Libero, 12 marzo 2017
Bollini e certificazioni. Chi ci capisce è bravo
Nessuno scandalo. Nulla che possa essere catalogato nel novero, vastissimo, delle fregature. Ma i bollini che compaiono sulle confezioni alimentari, assieme alle certificazioni, rappresentano una giungla inestricabile. Ce ne sono di tutti i tipi, alcuni riconosciuti, altri apposti volontariamente dal produttore. Altri ancora frutto di fantasia e utilizzati praticamente come una leva di marketing per facilitare la vendita. Ma andiamo con ordine. Cominciamo da quelli ufficiali, riconosciuti e normati addirittura a livello comunitario.
DOP, IGP, STG E BIO
Al netto dei vini, gli unici contrassegni riconosciuti in tutta la Ue sono quelli che identificano le indicazioni geografiche. Dop, (Denominazione d’origine protetta) e Igp, (Indicazioni d’origine protetta. Cui si aggiungono le Stg, Specialità territoriali garantite. A vario livello si tratta di certificazioni che garantiscono il legame di un prodotto col territorio e con le sue materie prime (Dop), con i luoghi (Igp) o le tradizioni alimentari (Stg).

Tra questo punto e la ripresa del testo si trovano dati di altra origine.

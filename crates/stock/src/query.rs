use famplan_db::table;
use famplan_shared::{StockSource, stock::StockItem};
use sea_query::{Expr, ExprTrait, Order, SqliteQueryBuilder};
use sea_query_sqlx::SqlxBinder;
use sqlx::{SqlitePool, prelude::FromRow};

#[derive(Clone)]
pub struct Query(pub SqlitePool);

#[derive(FromRow)]
pub struct StockItemRow {
    pub id: String,
    pub user_id: String,
    pub name: String,
    pub quantity: f64,
    pub unit: String,
    pub category: String,
    pub low_stock_threshold: Option<f64>,
}

impl From<StockItemRow> for StockItem {
    fn from(row: StockItemRow) -> Self {
        Self {
            id: row.id,
            user_id: row.user_id,
            name: row.name,
            quantity: row.quantity,
            unit: row.unit,
            category: row.category,
            low_stock_threshold: row.low_stock_threshold,
        }
    }
}

const COLUMNS: [table::StockItem; 7] = [
    table::StockItem::Id,
    table::StockItem::UserId,
    table::StockItem::Name,
    table::StockItem::Quantity,
    table::StockItem::Unit,
    table::StockItem::Category,
    table::StockItem::LowStockThreshold,
];

impl Query {
    pub async fn find(
        &self,
        id: impl Into<String>,
        user_id: impl Into<String>,
    ) -> famplan_shared::Result<Option<StockItem>> {
        let id = id.into();
        let user_id = user_id.into();
        let statement = sea_query::Query::select()
            .columns(COLUMNS)
            .from(table::StockItem::Table)
            .and_where(Expr::col(table::StockItem::Id).eq(&id))
            .and_where(Expr::col(table::StockItem::UserId).eq(&user_id))
            .limit(1)
            .to_owned();

        let (sql, values) = statement.build_sqlx(SqliteQueryBuilder);

        let row = sqlx::query_as_with::<_, StockItemRow, _>(&sql, values)
            .fetch_optional(&self.0)
            .await?;

        Ok(row.map(StockItem::from))
    }

    pub async fn list(&self, user_id: impl Into<String>) -> famplan_shared::Result<Vec<StockItem>> {
        let user_id = user_id.into();
        let statement = sea_query::Query::select()
            .columns(COLUMNS)
            .from(table::StockItem::Table)
            .and_where(Expr::col(table::StockItem::UserId).eq(&user_id))
            .order_by(table::StockItem::Name, Order::Asc)
            .to_owned();

        let (sql, values) = statement.build_sqlx(SqliteQueryBuilder);

        let rows = sqlx::query_as_with::<_, StockItemRow, _>(&sql, values)
            .fetch_all(&self.0)
            .await?;

        Ok(rows.into_iter().map(StockItem::from).collect())
    }
}

#[async_trait::async_trait]
impl StockSource for Query {
    async fn stock_items(&self, user_id: &str) -> famplan_shared::Result<Vec<StockItem>> {
        self.list(user_id).await
    }
}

C’è poi una quarta tipologia di prodotti identificati da un unico logo. Quelli Bio, sulle cui confezioni compare la foglia composta da stelle bianche in campo verde. Al di fuori di questi segni, cui si aggiungono le fascette Doc e Docg per i vini, c’è una giungla fatta da contrassegni che in effetti certificano seriamente qualcosa, ad esempio la tracciabilità della filiera, confusi però in un mare di simboli capaci di evocare, nel consumatore, garanzie di vario tipo. Dalla genuinità alla salubrità. Fino alla qualità intrinseca del prodotto.
CACCIA ALLE «ISO»
Il paradosso è che delle certificazioni sulla sicurezza alimentare, la qualità dei processi produttivi e delle tecnologie utilizzate, se ne ha una vaga testimonianza in quanto i marchi «non sono previsti», come mi ha spiegato Accredia, l’ente italiano che certifica i certificatori. Ne esce un vero e proprio manicomio nel quale è praticamente impossibile orientarsi, perfino per chi come il sottoscritto abbia una certa dimestichezza con l’etichettatura dei cibi.

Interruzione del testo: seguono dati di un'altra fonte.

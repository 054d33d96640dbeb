use famplan_db::table;
use famplan_shared::Metadata;
use sea_query::{Expr, ExprTrait, Query, SqliteQueryBuilder};
use sea_query_sqlx::SqlxBinder;
use serde::Deserialize;
use sqlx::SqlitePool;
use time::OffsetDateTime;
use ulid::Ulid;
use validator::{Validate, ValidationError};

#[derive(Clone)]
pub struct Command(pub SqlitePool);

#[derive(Validate, Deserialize, Clone, Debug, Default)]
#[validate(schema(function = "validate_threshold"))]
pub struct StockInput {
    /// Existing item to overwrite, a new item is created when absent.
    pub id: Option<String>,
    #[validate(length(min = 1, max = 100))]
    pub name: String,
    #[validate(custom(function = "validate_quantity"))]
    pub quantity: f64,
    #[validate(length(min = 1, max = 20))]
    pub unit: String,
    #[validate(length(min = 1, max = 50))]
    pub category: String,
    pub low_stock_threshold: Option<f64>,
}

fn validate_quantity(quantity: f64) -> Result<(), ValidationError> {
    if quantity.is_finite() && quantity >= 0.0 {
        return Ok(());
    }

    Err(ValidationError::new("invalid_quantity")
        .with_message("Quantity must be zero or more".into()))
}

fn validate_threshold(input: &StockInput) -> Result<(), ValidationError> {
    match input.low_stock_threshold {
        Some(threshold) if !threshold.is_finite() || threshold < 0.0 => {
            Err(ValidationError::new("invalid_low_stock_threshold")
                .with_message("Low stock threshold must be zero or more".into()))
        }
        _ => Ok(()),
    }
}

impl StockInput {
    fn trimmed(self) -> Self {
        Self {
            id: self
                .id
                .map(|id| id.trim().to_owned())
                .filter(|id| !id.is_empty()),
            name: self.name.trim().to_owned(),
            quantity: self.quantity,
            unit: self.unit.trim().to_owned(),
            category: self.category.trim().to_owned(),
            low_stock_threshold: self.low_stock_threshold,
        }
    }
}

impl Command {
    /// Inserts a pantry item, or overwrites the one named by `input.id`.
    /// Returns the item id.
    pub async fn upsert(
        &self,
        input: StockInput,
        metadata: &Metadata,
    ) -> famplan_shared::Result<String> {
        let user_id = metadata.trigger_by()?;
        let input = input.trimmed();
        input.validate()?;

        let now = OffsetDateTime::now_utc().unix_timestamp();

        let Some(id) = input.id.to_owned() else {
            let id = Ulid::new().to_string();
            let statement = Query::insert()
                .into_table(table::StockItem::Table)
                .columns([
                    table::StockItem::Id,
                    table::StockItem::UserId,
                    table::StockItem::Name,
                    table::StockItem::Quantity,
                    table::StockItem::Unit,
                    table::StockItem::Category,
                    table::StockItem::LowStockThreshold,
                    table::StockItem::UpdatedAt,
                ])
                .values_panic([
                    id.to_owned().into(),
                    user_id.to_owned().into(),
                    input.name.to_owned().into(),
                    input.quantity.into(),
                    input.unit.to_owned().into(),
                    input.category.to_owned().into(),
                    input.low_stock_threshold.into(),
                    now.into(),
                ])
                .to_owned();

            let (sql, values) = statement.build_sqlx(SqliteQueryBuilder);
            sqlx::query_with(&sql, values).execute(&self.0).await?;

            tracing::info!(
                stock_item_id = %id,
                user_id = %user_id,
                name = %input.name,
                "stock item added"
            );

            return Ok(id);
        };

        let statement = Query::update()
            .table(table::StockItem::Table)
            .values([
                (table::StockItem::Name, input.name.to_owned().into()),
                (table::StockItem::Quantity, input.quantity.into()),
                (table::StockItem::Unit, input.unit.to_owned().into()),
                (table::StockItem::Category, input.category.to_owned().into()),
                (
                    table::StockItem::LowStockThreshold,
                    input.low_stock_threshold.into(),
                ),
                (table::StockItem::UpdatedAt, now.into()),
            ])
            .and_where(Expr::col(table::StockItem::Id).eq(&id))
            .and_where(Expr::col(table::StockItem::UserId).eq(&user_id))
            .to_owned();

        let (sql, values) = statement.build_sqlx(SqliteQueryBuilder);
        let result = sqlx::query_with(&sql, values).execute(&self.0).await?;

        if result.rows_affected() == 0 {
            famplan_shared::not_found!("stock item {id}");
        }

        tracing::info!(
            stock_item_id = %id,
            user_id = %user_id,
            quantity = input.quantity,
            "stock item updated"
        );

        Ok(id)
    }

    pub async fn delete(
        &self,
        id: impl Into<String>,
        metadata: &Metadata,
    ) -> famplan_shared::Result<()> {
        let id = id.into();
        let user_id = metadata.trigger_by()?;

        let statement = Query::delete()
            .from_table(table::StockItem::Table)
            .and_where(Expr::col(table::StockItem::Id).eq(&id))
            .and_where(Expr::col(table::StockItem::UserId).eq(&user_id))
            .to_owned();

        let (sql, values) = statement.build_sqlx(SqliteQueryBuilder);
        let result = sqlx::query_with(&sql, values).execute(&self.0).await?;

        if result.rows_affected() == 0 {
            famplan_shared::not_found!("stock item {id}");
        }

        tracing::info!(stock_item_id = %id, user_id = %user_id, "stock item deleted");

        Ok(())
    }
}

#[cfg(test)]
mod tests {
    use super::*;

    fn input() -> StockInput {
        StockInput {
            name: " Poisson ".to_owned(),
            quantity: 1.0,
            unit: "kg".to_owned(),
            category: "Poissons".to_owned(),
            ..Default::default()
        }
    }

    #[test]
    fn test_zero_quantity_is_accepted() {
        let mut input = input();
        input.quantity = 0.0;
        assert!(input.trimmed().validate().is_ok());
    }

    #[test]
    fn test_invalid_quantity_is_rejected() {
        for quantity in [-0.5, f64::NAN, f64::INFINITY] {
            let mut input = input();
            input.quantity = quantity;
            assert!(input.trimmed().validate().is_err(), "quantity {quantity} accepted");
        }
    }

    #[test]
    fn test_blank_fields_are_rejected() {
        let mut blank_unit = input();
        blank_unit.unit = "  ".to_owned();
        assert!(blank_unit.trimmed().validate().is_err());

        let mut blank_category = input();
        blank_category.category = String::new();
        assert!(blank_category.trimmed().validate().is_err());
    }

    #[test]
    fn test_threshold_must_not_be_negative() {
        let mut input = input();
        input.low_stock_threshold = Some(-1.0);
        assert!(input.clone().trimmed().validate().is_err());
        input.low_stock_threshold = Some(2.0);
        assert!(input.trimmed().validate().is_ok());
    }

    #[test]
    fn test_blank_id_means_insert() {
        let mut input = input();
        input.id = Some("  ".to_owned());
        assert_eq!(input.trimmed().id, None);
    }
}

Ad esempio per trovare traccia della certificazione Iso 22005 (ognuna è identificata da una sigla astrusa) e cioè quella che identifica la rintracciabilità garantita in tutta la filiera, dal campo alla tavola, ho dovuto passare al pettine parecchi banconi dei supermercati. Salvo trovarla, stampata in piccolo, su una confezione di pasta Voi, Valori Origine Italiana, frutto della collaborazione tra Coldiretti e la catena Grande I.
LOGHI SOLO ITALIANI
In compenso nel mare magnum di simboli, ci si imbatte in marchi ufficialmente promossi da organismi nazionali che garantiscono, ad esempio, l’italianità del prodotto. Come nel caso delle tre cariossidi tricolori, rilasciate dall’Ente risi al cereale rigorosamente coltivato nel nostro Paese.

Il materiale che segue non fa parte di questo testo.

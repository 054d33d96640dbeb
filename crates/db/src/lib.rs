use sqlx_migrator::{Info, Migrator};

mod m0001;
mod m0002;
pub mod table;

pub fn migrator() -> Result<Migrator<sqlx::Sqlite>, sqlx_migrator::Error> {
    let mut migrator = Migrator::default();
    migrator.add_migrations(vec![
        Box::new(m0001::Migration),
        Box::new(m0002::Migration),
    ])?;

    Ok(migrator)
}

E poi c’è di tutto. Dal bollino «Coniglio italiano», promosso da 100 fra allevatori, macellatori e mangimisti, impegnati a garantire l’origine dei capi e le tecniche di allevamento, fino al bollino assegnato dall’International taste & Quality Institute, dopo il pronunciamento di una giuria fatta da chef e sommelier.
CERCATE SUL WEB
Orientarsi in questa giungla multicolore è impossibile. Chi volesse capirci qualcosa di più, non ha che uno strumento: internet. Non esiste, infatti, un repertorio ufficiale dei bollini utilizzati sui prodotti di consumo. Men che meno su quelli alimentari. Gli interventi delle Authority di settore si limitano quasi esclusivamente alla repressione delle frodi. Così le regole che governano questo ginepraio di simboli sono sostanzialmente quelle del marketing. Un po’ poco per affidarvisi ciecamente.